**Exercise directions:** For the word "utils", find each line in the entries where it occurs and copy that line.

*** Entries shown ***

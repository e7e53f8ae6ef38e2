use std::{
    io,
    path::PathBuf,
    time::{Duration, Instant},
};

use anyhow::Result;
use chrono::{DateTime, Local};
use crossterm::{
    event::{self, DisableMouseCapture, EnableMouseCapture, Event, KeyCode, KeyEventKind},
    execute,
    terminal::{EnterAlternateScreen, LeaveAlternateScreen, disable_raw_mode, enable_raw_mode},
};
use log::{error, info};
use ratatui::{
    Terminal,
    backend::{Backend, CrosstermBackend},
    widgets::TableState,
};
use tokio::sync::mpsc::{self, error::TryRecvError};

use crate::{
    api::StocksApi,
    app::{
        dashboard::{HtmlDashboard, TerminalDashboard},
        html,
        refresh::{CycleOutcome, CycleResult, RefreshLoop, render_quotes},
        ui,
    },
    models::Quote,
};

const EVENT_POLL: Duration = Duration::from_millis(200);

pub struct App {
    refresh: RefreshLoop<StocksApi>,
    source: String,
    dashboard: TerminalDashboard,
    table_state: TableState,
    last_refreshed: Option<DateTime<Local>>,
    html_out: Option<PathBuf>,
}

impl App {
    pub fn new(api: StocksApi, interval: Duration, html_out: Option<PathBuf>) -> Self {
        Self {
            source: api.base_url().to_string(),
            refresh: RefreshLoop::new(api, interval),
            dashboard: TerminalDashboard::default(),
            table_state: TableState::default(),
            last_refreshed: None,
            html_out,
        }
    }

    pub async fn run(&mut self) -> Result<()> {
        enable_raw_mode()?;
        let mut stdout = io::stdout();
        execute!(stdout, EnterAlternateScreen, EnableMouseCapture)?;
        let backend = CrosstermBackend::new(stdout);
        let mut terminal = Terminal::new(backend)?;

        let result = self.run_app(&mut terminal).await;

        disable_raw_mode()?;
        execute!(
            terminal.backend_mut(),
            LeaveAlternateScreen,
            DisableMouseCapture
        )?;
        terminal.show_cursor()?;

        result
    }

    async fn run_app<B: Backend>(&mut self, terminal: &mut Terminal<B>) -> Result<()> {
        let (tx, mut rx) = mpsc::unbounded_channel::<CycleResult>();

        self.refresh.spawn_cycle(tx.clone());
        let mut last_trigger = Instant::now();

        loop {
            terminal.draw(|frame| {
                ui::render(
                    frame,
                    &self.dashboard,
                    &mut self.table_state,
                    self.last_refreshed.as_ref(),
                    &self.source,
                )
            })?;

            loop {
                match rx.try_recv() {
                    Ok((seq, result)) => self.apply(seq, result),
                    Err(TryRecvError::Empty) | Err(TryRecvError::Disconnected) => break,
                }
            }

            if last_trigger.elapsed() >= self.refresh.interval() {
                last_trigger = Instant::now();
                self.refresh.spawn_cycle(tx.clone());
            }

            // Blocks this worker only; fetches run on their own tasks.
            if !event::poll(EVENT_POLL)? {
                continue;
            }

            if let Event::Key(key) = event::read()? {
                if key.kind != KeyEventKind::Press {
                    continue;
                }

                match key.code {
                    KeyCode::Char('q') => return Ok(()),
                    KeyCode::Char('r') => {
                        if self.refresh.spawn_cycle(tx.clone()).is_some() {
                            last_trigger = Instant::now();
                        }
                    }
                    KeyCode::Esc => self.table_state.select(None),
                    KeyCode::Down => {
                        let rows = self.dashboard.table_body();
                        if !rows.is_empty() {
                            let i = match self.table_state.selected() {
                                Some(i) => {
                                    if i >= rows.len() - 1 {
                                        0
                                    } else {
                                        i + 1
                                    }
                                }
                                None => 0,
                            };
                            self.table_state.select(Some(i));
                        }
                    }
                    KeyCode::Up => {
                        let rows = self.dashboard.table_body();
                        if !rows.is_empty() {
                            let i = match self.table_state.selected() {
                                Some(i) => {
                                    if i == 0 {
                                        rows.len() - 1
                                    } else {
                                        i - 1
                                    }
                                }
                                None => 0,
                            };
                            self.table_state.select(Some(i));
                        }
                    }
                    _ => {}
                }
            }
        }
    }

    fn apply(&mut self, seq: u64, result: Result<Vec<Quote>>) {
        let quotes = match &result {
            Ok(quotes) if self.html_out.is_some() => Some(quotes.clone()),
            _ => None,
        };

        let outcome = self.refresh.complete(seq, result, &mut self.dashboard);
        if !matches!(outcome, CycleOutcome::Rendered(_)) {
            return;
        }

        self.last_refreshed = Some(Local::now());

        let row_count = self.dashboard.table_body().len();
        if self.table_state.selected().is_some_and(|i| i >= row_count) {
            self.table_state.select(None);
        }

        if let (Some(path), Some(quotes)) = (&self.html_out, quotes) {
            let mut page = HtmlDashboard::default();
            let written = render_quotes(&mut page, &quotes).and_then(|_| html::write_page(path, &page));
            match written {
                Ok(()) => info!("Dashboard page written to {}", path.display()),
                Err(e) => error!("Failed to write dashboard page: {:?}", e),
            }
        }
    }
}
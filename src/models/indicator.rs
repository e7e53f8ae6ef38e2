use std::cmp::Ordering;

use rust_decimal::Decimal;
use strum_macros::{Display, EnumIter};

/// Direction marker shown next to a value that has a previous counterpart.
///
/// `Up` always means "moved the good way" and is drawn green, so for a day low
/// a falling value is `Up`.
#[derive(Clone, Copy, Debug, Display, EnumIter, Eq, Hash, PartialEq)]
pub enum Indicator {
    Up,
    Down,
    Flat,
}

impl Indicator {
    /// Last price and day high: a larger value is an improvement.
    pub fn higher_is_better(current: &Decimal, previous: &Decimal) -> Self {
        match current.cmp(previous) {
            Ordering::Greater => Indicator::Up,
            Ordering::Less => Indicator::Down,
            Ordering::Equal => Indicator::Flat,
        }
    }

    /// Day low: a smaller value is an improvement.
    pub fn lower_is_better(current: &Decimal, previous: &Decimal) -> Self {
        match current.cmp(previous) {
            Ordering::Less => Indicator::Up,
            Ordering::Greater => Indicator::Down,
            Ordering::Equal => Indicator::Flat,
        }
    }

    pub fn arrow(&self) -> char {
        match self {
            Indicator::Up => '▲',
            Indicator::Down => '▼',
            Indicator::Flat => '■',
        }
    }

    /// CSS color name used in the emitted markup.
    pub fn css_color(&self) -> &'static str {
        match self {
            Indicator::Up => "green",
            Indicator::Down => "red",
            Indicator::Flat => "black",
        }
    }
}
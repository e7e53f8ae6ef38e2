pub mod api;
pub mod app;
pub mod config;
pub mod logger;
pub mod models;

#[cfg(test)]
mod test;
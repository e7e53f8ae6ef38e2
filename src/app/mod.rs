pub mod app;
pub mod dashboard;
pub mod html;
pub mod refresh;
pub mod table;
pub mod ui;

pub use app::App;
pub use dashboard::{HtmlDashboard, RefreshContext, TerminalDashboard};
pub use refresh::{CycleOutcome, RefreshLoop};
pub mod stocks;
pub mod utils;

use anyhow::Result;
use async_trait::async_trait;

use crate::models::Quote;

pub use stocks::StocksApi;

/// Anything that can produce the current quote list for one refresh cycle.
#[async_trait]
pub trait QuoteSource: Send + Sync {
    async fn fetch_quotes(&self) -> Result<Vec<Quote>>;
}
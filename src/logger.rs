use std::{fs::OpenOptions, path::Path};

use anyhow::{Context, Result};
use env_logger::{Builder, Target};
use log::LevelFilter;

/// Logs to stderr, or appends to `file` when the terminal UI owns the screen.
pub fn init_logger(file: Option<&Path>) -> Result<()> {
    let mut builder = Builder::new();
    builder.filter_level(LevelFilter::Info).parse_default_env();

    if let Some(path) = file {
        let file = OpenOptions::new()
            .create(true)
            .append(true)
            .open(path)
            .with_context(|| format!("Failed to open log file {}", path.display()))?;
        builder.target(Target::Pipe(Box::new(file)));
    }

    builder
        .try_init()
        .with_context(|| "Logger already initialized")?;

    Ok(())
}
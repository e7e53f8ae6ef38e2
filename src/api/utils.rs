use anyhow::{Context, Error, Result};
use reqwest::Client;
use serde::de::DeserializeOwned;
use serde_json::Value;

pub async fn make_request(client: &Client, base_url: &str, endpoint: &str) -> Result<Value> {
    let url = format!("{}/{}", base_url.trim_end_matches('/'), endpoint);
    let res = client
        .get(&url)
        .send()
        .await
        .with_context(|| format!("Request to {} failed", url))?;

    if !res.status().is_success() {
        return Err(Error::msg(format!("Request failed: {}", res.status())));
    }

    let text = res.text().await?;
    let data = serde_json::from_str::<Value>(&text)
        .with_context(|| format!("Response from {} is not valid JSON", url))?;

    Ok(data)
}

/// Every element must parse; a single bad item rejects the whole response.
pub fn parse_response_array<T>(data: Value, error_msg: &str) -> Result<Vec<T>>
where
    T: DeserializeOwned,
{
    match data {
        Value::Array(items) => items
            .into_iter()
            .enumerate()
            .map(|(idx, item)| {
                let symbol = item
                    .get("symbol")
                    .and_then(Value::as_str)
                    .unwrap_or("?")
                    .to_string();
                serde_json::from_value(item)
                    .with_context(|| format!("{} (item {}, symbol {})", error_msg, idx, symbol))
            })
            .collect(),
        _ => Err(Error::msg("Unexpected API response format: not an array")),
    }
}
mod api;
mod table;
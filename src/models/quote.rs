use derive_getters::Getters;
use derive_new::new;
use rust_decimal::Decimal;
use serde::{Deserialize, Deserializer, Serialize};
use serde_json::Value;

/// One stock as served by `/api/stocks`.
#[derive(Clone, Debug, Deserialize, Eq, Getters, PartialEq, Serialize, new)]
pub struct Quote {
    #[serde(deserialize_with = "string_or_number")]
    serial_number: String,
    symbol: String,
    company_name: String,
    qoh: Decimal,
    average_price: Decimal,
    last_price: Decimal,
    prev_last_price: Decimal,
    last_updated: String,
    change: Decimal,
    percentage_change: Decimal,
    previous_close: Decimal,
    open_price: Decimal,
    day_high: Decimal,
    prev_day_high: Decimal,
    day_low: Decimal,
    prev_day_low: Decimal,
    week_high: Decimal,
    week_low: Decimal,
    average_value: Decimal,
    current_value: Decimal,
}

// The backend zero-pads the ordinal ("01"), so both forms are shown verbatim.
fn string_or_number<'de, D>(deserializer: D) -> Result<String, D::Error>
where
    D: Deserializer<'de>,
{
    match Value::deserialize(deserializer)? {
        Value::String(s) => Ok(s),
        Value::Number(n) => Ok(n.to_string()),
        other => Err(serde::de::Error::custom(format!(
            "expected serial number as string or number, found {}",
            other
        ))),
    }
}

*** End of Entries shown ***

**Expected answer:**
pub mod utils;
filename src/api/utils.rs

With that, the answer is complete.